Two new semiconductor materials were explored by Professor Kim’s team:
Titanium dioxide (TiO2) was already a well known semiconductor material in this field, as it had already been used on a large scale to create solar cells. It has great electrical properties, is non-toxic and is environmentally friendly; a perfect candidate for this new project. TiO2 absorbs UV light (which is a part of the light spectrum that is invisible to human eyes) and allows most of the visible parts of the light spectrum through.
Nickel oxide (NiO) was the other material that was considered by the team at Incheon National University, which is a semiconductor, also known for its high optical transparency. Nickel is one of the most plentiful substances on Earth and can be easily worked at low temperatures. This makes NiO a great candidate for the manufacture of transparent solar cells.
The new solar cell design was constructed from a metal oxide electrode and a glass substrate, each of the two aforementioned semiconductors were laid on top of one another in thin layers (first TiO2, then NiO). The final step was to coat the construction with silver nanowires, which act as the second electrode for the solar cell.
Windows of the future will be able to harness the energy of the sun and reduce our dependence on fossil fuels. Source: Unsplash
Several tests were then conducted to analyze the new device’s performance, its ability to transmit and absorb light, as well as the cell’s efficiency and effectiveness.
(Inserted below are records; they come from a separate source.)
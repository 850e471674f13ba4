//! Deletion audit ledger.
//!
//! Append-only: every soft deletion writes exactly one entry carrying a
//! denormalized snapshot of the document's metadata at deletion time. No
//! update or delete operation is exposed; rows outlive the documents they
//! describe. Appends run inside the deleting transaction so an audit-less
//! deletion can never commit.

use sqlx::{Row, SqlitePool};
use uuid::Uuid;

use crate::error::{FeedError, Result};
use crate::models::{ConceptMap, DeletionLogEntry, SourceKind};

/// Append one entry. Runs on the caller's executor, typically the open
/// soft-delete transaction; a failure here aborts that transaction.
pub async fn append<'e, E>(executor: E, entry: &DeletionLogEntry) -> Result<()>
where
    E: sqlx::Executor<'e, Database = sqlx::Sqlite>,
{
    let concept_map_json = serde_json::to_string(&entry.concept_map)?;

    sqlx::query(
        r#"
        INSERT INTO deletion_log
            (id, document_id, name, source_kind, raw_size, concept_map_json, actor, reason, created_at)
        VALUES (?, ?, ?, ?, ?, ?, ?, ?, ?)
        "#,
    )
    .bind(&entry.id)
    .bind(&entry.document_id)
    .bind(&entry.name)
    .bind(entry.source_kind.as_str())
    .bind(entry.raw_size)
    .bind(&concept_map_json)
    .bind(&entry.actor)
    .bind(&entry.reason)
    .bind(entry.created_at)
    .execute(executor)
    .await
    .map_err(|e| FeedError::Audit(e.to_string()))?;

    Ok(())
}

/// Build a new entry for a document about to be deleted.
pub fn entry_for(
    document_id: &str,
    name: &str,
    source_kind: SourceKind,
    raw_size: i64,
    concept_map: ConceptMap,
    actor: &str,
    reason: Option<String>,
) -> DeletionLogEntry {
    DeletionLogEntry {
        id: Uuid::new_v4().to_string(),
        document_id: Some(document_id.to_string()),
        name: name.to_string(),
        source_kind,
        raw_size,
        concept_map,
        actor: actor.to_string(),
        reason,
        created_at: chrono::Utc::now().timestamp(),
    }
}

pub async fn list_for_document(pool: &SqlitePool, document_id: &str) -> Result<Vec<DeletionLogEntry>> {
    let rows = sqlx::query(
        "SELECT * FROM deletion_log WHERE document_id = ? ORDER BY created_at, id",
    )
    .bind(document_id)
    .fetch_all(pool)
    .await?;

    rows.iter().map(entry_from_row).collect()
}

pub async fn list_for_actor(
    pool: &SqlitePool,
    actor: &str,
    since: Option<i64>,
    until: Option<i64>,
) -> Result<Vec<DeletionLogEntry>> {
    let rows = sqlx::query(
        r#"
        SELECT * FROM deletion_log
        WHERE actor = ? AND created_at >= ? AND created_at <= ?
        ORDER BY created_at, id
        "#,
    )
    .bind(actor)
    .bind(since.unwrap_or(0))
    .bind(until.unwrap_or(i64::MAX))
    .fetch_all(pool)
    .await?;

    rows.iter().map(entry_from_row).collect()
}

fn entry_from_row(row: &sqlx::sqlite::SqliteRow) -> Result<DeletionLogEntry> {
    let kind: String = row.get("source_kind");
    let concept_map_json: String = row.get("concept_map_json");
    Ok(DeletionLogEntry {
        id: row.get("id"),
        document_id: row.get("document_id"),
        name: row.get("name"),
        source_kind: SourceKind::parse(&kind)?,
        raw_size: row.get("raw_size"),
        concept_map: serde_json::from_str(&concept_map_json)?,
        actor: row.get("actor"),
        reason: row.get("reason"),
        created_at: row.get("created_at"),
    })
}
The results were another encouraging step in the right direction. The cells demonstrated a power conversion efficiency of 2.1%, compared to 15% to 22% efficiency of current solar panels. This is a good figure for the new cells when it is considered that these cells target a relatively small section of the light spectrum. Another important property that these new cells possessed was the ability to work in low-light situations. This is extremely important for solar cells, as it is a common misconception that they must be located in a sun-filled climate in order to work efficiently. It was also found that the cells were highly responsive, more that 57% of the visible light was able to pass through the layers, achieving a, somewhat transparent, effect.
The final stage of testing showed how these solar cells could be used to power small motors. Professor Kim stated that while this technology is still quite new, improvements can still be made to optimize the cells for transparent applications. This will be the aim of this team and many others.
There are several other prototypes being tested in different research facilities around the world with varying results. A team from the University of Michigan have created a carbon-based solar panel that allows 43.3% of light through, but has an impressive efficiency of 8%. These cells have a slight green tint to them, akin to the tint you may see in sunglasses and car Windows. They have also tested a model with a silver electrode, with 45.8% transparency and 10.8% efficiency. These however may not be suitable for most applications due to their slightly more prominent green tint.
Time will tell whether the invisible solar cells integrated into Windows will become a reality. If so, the solar energy industry will have taken a huge leap forward in pushing the world towards clean sources of energy.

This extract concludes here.